Lombard dad delivers baby on family's living room floor
Lombard paramedic Jack Shafer thought he recognized the address "from something" when the call came in.
When he pulled onto the street, he remembered why.
"Oh, don't tell me, not again," he thought.
Moments earlier, Rick Tresselt had delivered his and his wife's third child - a 6-pound, 1-ounce girl - on the living room floor, following step-by-step instructions from veteran 911 dispatcher Sue Fiene.
Baby Devin Leigh arrived at 5:35 a.m. Monday into her father's waiting hands. Shafer arrived in time to tie off the umbilical cord.
Just a year and a half ago, Shafer delivered the couple's second child - in a Lombard Fire Department ambulance pulled to the side of the road.
"Jack's like family now," Jennifer Stringer said, laughing.
Stringer, 37, started feeling contractions after midnight Sunday, but they were sporadic - and the baby wasn't due for three weeks. "It didn't fit the normal stages of labor," Stringer recalled. And by the time she told her husband to call 911, there was no stopping baby Devin.
"He called and he said 'We're having a baby,'" said Fiene, who has been a DuComm dispatcher for 12 years.
"The operator talked me through everything," said Tresselt, who admits to having a squeamish stomach. "She was very, very calm."
At the other end of the line, Fiene listened for the baby's first cry.
"There's always that first couple of seconds when you are waiting for them to start crying and she did," Fiene said. "It was the most beautiful sound.
"I think the dad might have been crying a bit. I know I was tearing up."
Tresselt can't say enough about the dispatcher and the paramedics, who arrived just after he caught the baby.
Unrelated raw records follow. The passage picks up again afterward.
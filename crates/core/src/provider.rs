//! Native session provider
//!
//! [`AuthSessionProvider`] owns the [`AuthState`] and hands out read-only
//! snapshots. Consumers that need to react to changes subscribe to the
//! underlying watch channel.

use crate::flow::{LoginOutcome, dev_login_payload, login_flow};
use crate::guard::RouteDecision;
use crate::session::{AuthAction, AuthState, Credentials, SessionPhase};
use crate::settings::AuthConfig;
use crate::transport::{AuthTransport, LoginPayload};
use std::sync::Arc;
use tokio::sync::watch;
use tracing::info;

/// Callback run after a successful login
pub type OnSuccess = Box<dyn FnOnce() + Send + 'static>;

/// Owner of the authentication state for one application tree
///
/// Clones share the same state. Overlapping [`login`](Self::login) calls are
/// not serialized: each response is applied when it arrives, so whichever
/// resolves last determines the final state.
pub struct AuthSessionProvider<T> {
    transport: Arc<T>,
    config: Arc<AuthConfig>,
    state: Arc<watch::Sender<AuthState>>,
}

impl<T> Clone for AuthSessionProvider<T> {
    fn clone(&self) -> Self {
        Self {
            transport: Arc::clone(&self.transport),
            config: Arc::clone(&self.config),
            state: Arc::clone(&self.state),
        }
    }
}

impl<T> AuthSessionProvider<T> {
    /// Create a provider in the anonymous state
    pub fn new(transport: T, config: AuthConfig) -> Self {
        let (state, _) = watch::channel(AuthState::default());
        Self {
            transport: Arc::new(transport),
            config: Arc::new(config),
            state: Arc::new(state),
        }
    }

    pub fn config(&self) -> &AuthConfig {
        &self.config
    }

    pub fn transport(&self) -> &T {
        &self.transport
    }

    /// Copy of the current state
    pub fn snapshot(&self) -> AuthState {
        self.state.borrow().clone()
    }

    /// Receiver that observes every state change
    pub fn subscribe(&self) -> watch::Receiver<AuthState> {
        self.state.subscribe()
    }

    pub fn is_authenticated(&self) -> bool {
        self.state.borrow().is_authenticated()
    }

    pub fn phase(&self) -> SessionPhase {
        self.state.borrow().phase()
    }

    /// Reset the session to unauthenticated
    ///
    /// The user profile and UI flags are left as they are.
    pub fn logout(&self) {
        info!("logout");
        self.dispatch(AuthAction::Logout);
    }

    /// Grant `element` if authenticated, otherwise redirect to the
    /// configured path
    pub fn route_guard<E>(&self, element: E) -> RouteDecision<E> {
        self.state
            .borrow()
            .route_guard(element, &self.config.redirect_path)
    }

    /// Sign in as a fixed development user without touching the network
    pub fn fake_login(&self, on_success: Option<OnSuccess>) {
        let LoginPayload { token, user } = dev_login_payload();
        info!("fake login");
        self.dispatch(AuthAction::LoginSucceeded { token, user });
        if let Some(callback) = on_success {
            callback();
        }
    }

    fn dispatch(&self, action: AuthAction) {
        self.state.send_modify(|state| state.apply(action));
    }
}

impl<T: AuthTransport> AuthSessionProvider<T> {
    /// Fetch the anti-forgery cookie, then submit `credentials`
    ///
    /// Never fails: the outcome is reflected in the state flags and returned
    /// for convenience.
    pub async fn login(
        &self,
        credentials: Credentials,
        on_success: Option<OnSuccess>,
    ) -> LoginOutcome {
        login_flow(
            self.transport.as_ref(),
            &credentials,
            |action| self.dispatch(action),
            on_success,
        )
        .await
    }
}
"They were phenomenal," he said.
The paramedics took mom and baby to Advocate Good Samaritan Hospital in Downers Grove, where they were met by Stringer's obstetrician. Devin Leigh joins big sisters Lauren, 4 - the couple's only baby born in a hospital - and Sydney, 18 months. The girls slept through all the excitement, despite the police car, fire engines and about a dozen emergency personnel in their living room.
Stringer and Tresselt sent a birthday cake to the Lombard paramedics when Sydney turned 1. The grateful parents aren't sure what they will do to commemorate Devin's birth.
"We can't say enough about Jack and his whole department," Tresselt said.
It was a stroke of fate that Shafer responded to the call, because Monday was one of only two days he's worked this month. He's been on vacation while remodeling his house.
"We're so used to being there for people's worst days. To be there for someone's best day or first day - it's something I hope I always remember," Shafer said.
Fiene shares the sentiment. "We do see a lot of bad," she said. "When something like this happens it can make all of the bad go away."
Tressel had the carpet cleaners out Monday night, but Stringer has another idea.
"It's a good excuse to get new carpeting," she said.